When Disfarmer died, he left no wife, no kids and no will.

Thousands of Disfarmer's negatives have recently been "discovered" so the estate should be reopened to determine who is the rightful owner and who should receive proceeds from their copyright, according to Stewart's petition to reopen the estate. He asked the judge to appoint him as special administrator of the estate.

But Stewart's learning the negatives exist doesn't mean they've been "discovered" in the legal sense of the word, wrote Tull.

"No property of the Estate has been 'discovered' within the meaning of the probate code, and therefore no just cause exists for this Court to reopen the Estate," Tull wrote in court filings.

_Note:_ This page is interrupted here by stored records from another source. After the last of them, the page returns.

//! Schema Node: an immutable, recursive description of an expected JSON shape.
//!
//! Nodes are built once through the small builder API below and never mutated.
//! An object's required names are always a subset of its declared fields: a field
//! is declared either `required` or `optional`, so there is no separate list to
//! drift out of sync.

/// Two-character emphasis marker forbidden in "no bold" scalars.
pub const BOLD_MARKER: &str = "**";

#[derive(Debug, Clone, PartialEq)]
pub enum SchemaNode {
    Object(ObjectSchema),
    Array(ArraySchema),
    Scalar(ScalarSchema),
}

#[derive(Debug, Clone, PartialEq)]
pub struct Field {
    pub name: &'static str,
    pub node: SchemaNode,
    pub required: bool,
}

#[derive(Debug, Clone, PartialEq, Default)]
pub struct ObjectSchema {
    fields: Vec<Field>,
}

#[derive(Debug, Clone, PartialEq)]
pub struct ArraySchema {
    pub items: Box<SchemaNode>,
    /// Only the learning plan carries one.
    pub exact_len: Option<usize>,
}

#[derive(Debug, Clone, Copy, PartialEq, Eq)]
pub enum ScalarKind {
    String,
    Integer,
    Enum(&'static [&'static str]),
}

#[derive(Debug, Clone, PartialEq)]
pub struct ScalarSchema {
    pub kind: ScalarKind,
    pub min_words: Option<usize>,
    pub forbid_bold: bool,
    /// Guidance forwarded to the model; never used for validation.
    pub description: Option<&'static str>,
}

// ────────────────────────────────────────────────────────────────────────────
// Builders
// ────────────────────────────────────────────────────────────────────────────

pub fn object() -> ObjectSchema {
    ObjectSchema::default()
}

pub fn array(items: impl Into<SchemaNode>) -> ArraySchema {
    ArraySchema {
        items: Box::new(items.into()),
        exact_len: None,
    }
}

pub fn string() -> ScalarSchema {
    ScalarSchema::new(ScalarKind::String)
}

pub fn integer() -> ScalarSchema {
    ScalarSchema::new(ScalarKind::Integer)
}

pub fn enumeration(values: &'static [&'static str]) -> ScalarSchema {
    ScalarSchema::new(ScalarKind::Enum(values))
}

impl ObjectSchema {
    pub fn required(mut self, name: &'static str, node: impl Into<SchemaNode>) -> Self {
        self.fields.push(Field {
            name,
            node: node.into(),
            required: true,
        });
        self
    }

    pub fn optional(mut self, name: &'static str, node: impl Into<SchemaNode>) -> Self {
        self.fields.push(Field {
            name,
            node: node.into(),
            required: false,
        });
        self
    }

    /// Fields in declaration order.
    pub fn fields(&self) -> &[Field] {
        &self.fields
    }

    pub fn field(&self, name: &str) -> Option<&Field> {
        self.fields.iter().find(|f| f.name == name)
    }

    pub fn required_names(&self) -> impl Iterator<Item = &'static str> + '_ {
        self.fields.iter().filter(|f| f.required).map(|f| f.name)
    }
}

impl ArraySchema {
    pub fn exact_len(mut self, len: usize) -> Self {
        self.exact_len = Some(len);
        self
    }
}

impl ScalarSchema {
    fn new(kind: ScalarKind) -> Self {
        Self {
            kind,
            min_words: None,
            forbid_bold: false,
            description: None,
        }
    }

    pub fn min_words(mut self, words: usize) -> Self {
        self.min_words = Some(words);
        self
    }

    pub fn no_bold(mut self) -> Self {
        self.forbid_bold = true;
        self
    }

    pub fn describe(mut self, description: &'static str) -> Self {
        self.description = Some(description);
        self
    }
}

impl ScalarKind {
    pub fn type_name(&self) -> &'static str {
        match self {
            ScalarKind::String | ScalarKind::Enum(_) => "string",
            ScalarKind::Integer => "integer",
        }
    }
}

impl From<ObjectSchema> for SchemaNode {
    fn from(o: ObjectSchema) -> Self {
        SchemaNode::Object(o)
    }
}

impl From<ArraySchema> for SchemaNode {
    fn from(a: ArraySchema) -> Self {
        SchemaNode::Array(a)
    }
}

impl From<ScalarSchema> for SchemaNode {
    fn from(s: ScalarSchema) -> Self {
        SchemaNode::Scalar(s)
    }
}

// ────────────────────────────────────────────────────────────────────────────
// Queries
// ────────────────────────────────────────────────────────────────────────────

impl SchemaNode {
    /// Every scalar with a word floor, as `(dotted path, min_words)` in declaration order.
    /// Array elements appear as `[]` in the path.
    pub fn word_floors(&self) -> Vec<(String, usize)> {
        let mut out = Vec::new();
        collect_word_floors(self, String::new(), &mut out);
        out
    }

    /// Dotted paths of every scalar flagged "no bold", in declaration order.
    pub fn no_bold_paths(&self) -> Vec<String> {
        let mut out = Vec::new();
        collect_no_bold(self, String::new(), &mut out);
        out
    }
}

fn child_path(parent: &str, name: &str) -> String {
    if parent.is_empty() {
        name.to_string()
    } else {
        format!("{parent}.{name}")
    }
}

fn collect_word_floors(node: &SchemaNode, path: String, out: &mut Vec<(String, usize)>) {
    match node {
        SchemaNode::Object(o) => {
            for f in o.fields() {
                collect_word_floors(&f.node, child_path(&path, f.name), out);
            }
        }
        SchemaNode::Array(a) => collect_word_floors(&a.items, format!("{path}[]"), out),
        SchemaNode::Scalar(s) => {
            if let Some(min) = s.min_words {
                out.push((path, min));
            }
        }
    }
}

fn collect_no_bold(node: &SchemaNode, path: String, out: &mut Vec<String>) {
    match node {
        SchemaNode::Object(o) => {
            for f in o.fields() {
                collect_no_bold(&f.node, child_path(&path, f.name), out);
            }
        }
        SchemaNode::Array(a) => collect_no_bold(&a.items, format!("{path}[]"), out),
        SchemaNode::Scalar(s) => {
            if s.forbid_bold {
                out.push(path);
            }
        }
    }
}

Tull argues that the negatives were administered during the original probate case: All 4,000 of them were sold for $5 to Joe Allbright, who later sold them to Peter Miller, who later donated them to the foundation through an entity known as The Group Inc.

The $5 deposit in December 1959 shows up as a line item in the estate's account ledger at Arkansas National Bank in Heber Springs.

The total of $18,146.80 in the bank account was divvied up -- after claims, taxes and fees were paid -- among Disfarmer's three surviving siblings and the children of his other three siblings. All six siblings are now deceased.

The $5 Allbright paid for the negatives was included in the $18,146.80 distributed to Disfarmer heirs after his death, according to Tull.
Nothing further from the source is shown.